Pressure regulators, often referred to as unloading valves, are used in fluid power systems to regulate pressure. In pneumatic systems, the valve, commonly referred to as a pressure regulator, simply reduces pressure. This type of
valve is discussed later in this chapter under pressure-reducing valves. In hydraulic systems the pressure regulator is used to unload the pump and to maintain and regulate system pressure at the desired values.
Pressure regulators are made in a variety of types and by various manufacturers; however, the basic operating principles of all regulators are similar to the one illustrated in figure 6-14.
A regulator is open when it is directing fluid under pressure into the system (fig. 6-14, view A). In the closed position (fig. 6-14, view B), the fluid in the part of the system beyond the regulator is trapped at the desired pressure, and the fluid from the pump is bypassed into the return line and back to the reservoir. To prevent constant opening and closing (chatter), the regulator is designed to open at a pressure somewhat lower than the closing pressure. This difference is known as differential or operating range. For example, assume that a pressure regulator is set to open when the system pressure drops below 600 psi, and close when the pressure rises above 800 psi. The differential or operating range is 200 psi.

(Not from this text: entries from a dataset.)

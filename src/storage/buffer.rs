use std::collections::VecDeque;
use std::sync::atomic::{AtomicBool, Ordering};
use std::sync::{Mutex, PoisonError, RwLock};

use crate::errors::{Error, Result};

/// Outcome of a non-blocking put
#[derive(Debug, PartialEq, Eq)]
pub enum PutOutcome<T> {
    /// The item was stored
    Accepted,
    /// The buffer was full; the item is handed back to the caller
    Rejected(T),
}

impl<T> PutOutcome<T> {
    pub fn is_accepted(&self) -> bool {
        matches!(self, Self::Accepted)
    }
}

/// Fixed-capacity FIFO buffer with non-blocking put and get
#[derive(Debug)]
pub struct Buffer<T> {
    /// Maximum number of items held at once
    cap: u32,

    /// Stored items, oldest first
    queue: Mutex<VecDeque<T>>,

    /// Set exactly once by `close`
    closed: AtomicBool,

    /// Held for read by `put` and for write by `close`, so that no put can
    /// land after the buffer is closed
    closing_lock: RwLock<()>,
}

impl<T> Buffer<T> {
    /// Create a buffer holding at most `cap` items
    pub fn new(cap: u32) -> Result<Self> {
        if cap == 0 {
            return Err(Error::illegal_parameter(format!(
                "illegal size for buffer: {}",
                cap
            )));
        }

        Ok(Self {
            cap,
            queue: Mutex::new(VecDeque::with_capacity(cap as usize)),
            closed: AtomicBool::new(false),
            closing_lock: RwLock::new(()),
        })
    }

    pub fn cap(&self) -> u32 {
        self.cap
    }

    pub fn len(&self) -> u32 {
        self.queue.lock().unwrap_or_else(PoisonError::into_inner).len() as u32
    }

    pub fn is_empty(&self) -> bool {
        self.len() == 0
    }

    /// Store an item without waiting.
    ///
    /// A full buffer is not an error: the item comes back as
    /// `PutOutcome::Rejected`.
    pub fn put(&self, item: T) -> Result<PutOutcome<T>> {
        let _closing = self.closing_lock.read().unwrap_or_else(PoisonError::into_inner);
        if self.closed() {
            return Err(Error::ClosedBuffer);
        }

        let mut queue = self.queue.lock().unwrap_or_else(PoisonError::into_inner);
        if queue.len() >= self.cap as usize {
            return Ok(PutOutcome::Rejected(item));
        }
        queue.push_back(item);

        Ok(PutOutcome::Accepted)
    }

    /// Take the oldest item without waiting; `None` when empty
    pub fn get(&self) -> Result<Option<T>> {
        if self.closed() {
            return Err(Error::ClosedBuffer);
        }

        Ok(self
            .queue
            .lock()
            .unwrap_or_else(PoisonError::into_inner)
            .pop_front())
    }

    /// Close the buffer. Returns true only for the call that closed it.
    pub fn close(&self) -> bool {
        if self
            .closed
            .compare_exchange(false, true, Ordering::AcqRel, Ordering::Acquire)
            .is_err()
        {
            return false;
        }

        // Wait out any put that saw the buffer open
        drop(self.closing_lock.write().unwrap_or_else(PoisonError::into_inner));
        true
    }

    pub fn closed(&self) -> bool {
        self.closed.load(Ordering::Acquire)
    }
}
//! Concurrent, depth-bounded web crawl scheduling.
//!
//! A [`Scheduler`](crawler::Scheduler) moves requests, responses and items
//! between elastic buffer pools and hands each one to a load-balanced
//! downloader, analyzer or pipeline instance taken from the module registrar.

pub mod cli;
pub mod crawler;
pub mod errors;
pub mod module;
pub mod storage;
pub mod utils;

pub use errors::{CrawlerError, Error, ErrorKind, Result};
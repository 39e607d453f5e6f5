use anyhow::Result;
use tracing::{error, info};

use crawl_scheduler::cli;
use crawl_scheduler::utils::init_logging;

#[tokio::main]
async fn main() -> Result<()> {
    // Parse command line arguments
    let args = cli::parse_args();

    init_logging(args.verbose, args.log_file.clone())?;
    info!("Starting crawler v{}", env!("CARGO_PKG_VERSION"));

    // Process commands
    match cli::process_command(args).await {
        Ok(_) => {
            info!("Command completed successfully");
            Ok(())
        }
        Err(e) => {
            error!("Command failed: {:#}", e);
            Err(e)
        }
    }
}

Referring to figure 6-14, assume that the piston has an area of 1 square inch, the pilot valve has a cross-sectional area of one-fourth square inch, and the piston spring provides 600 pounds of force pushing the piston down. When the pressure in the system is less than 600 psi, fluid from the pump will enter the inlet port, flow to the top of the regulator, and then to the pilot valve. When the pressure of the fluid at the inlet increases to the point where the force it creates against the front of the check valve exceeds the force created against the back of the check valve by system pressure and the check valve spring, the check valve opens. This allows fluid to flow into the system and to the bottom of the regulator against the piston. When the force created by the system pressure exceeds the force exerted by the spring, the piston moves up, causing the pilot valve to unseat. Since the fluid will take the path of least resistance, it will pass through the regulator and back to the reservoir through the return line.
When the fluid from the pump is suddenly allowed a free path to return, the pressure on the input side of the check valve drops and the check valve closes. The fluid in the system is then trapped under pressure. This fluid will remain
pressurized until a power unit is actuated, or until pressure is slowly lost through normal internal leakage within the system.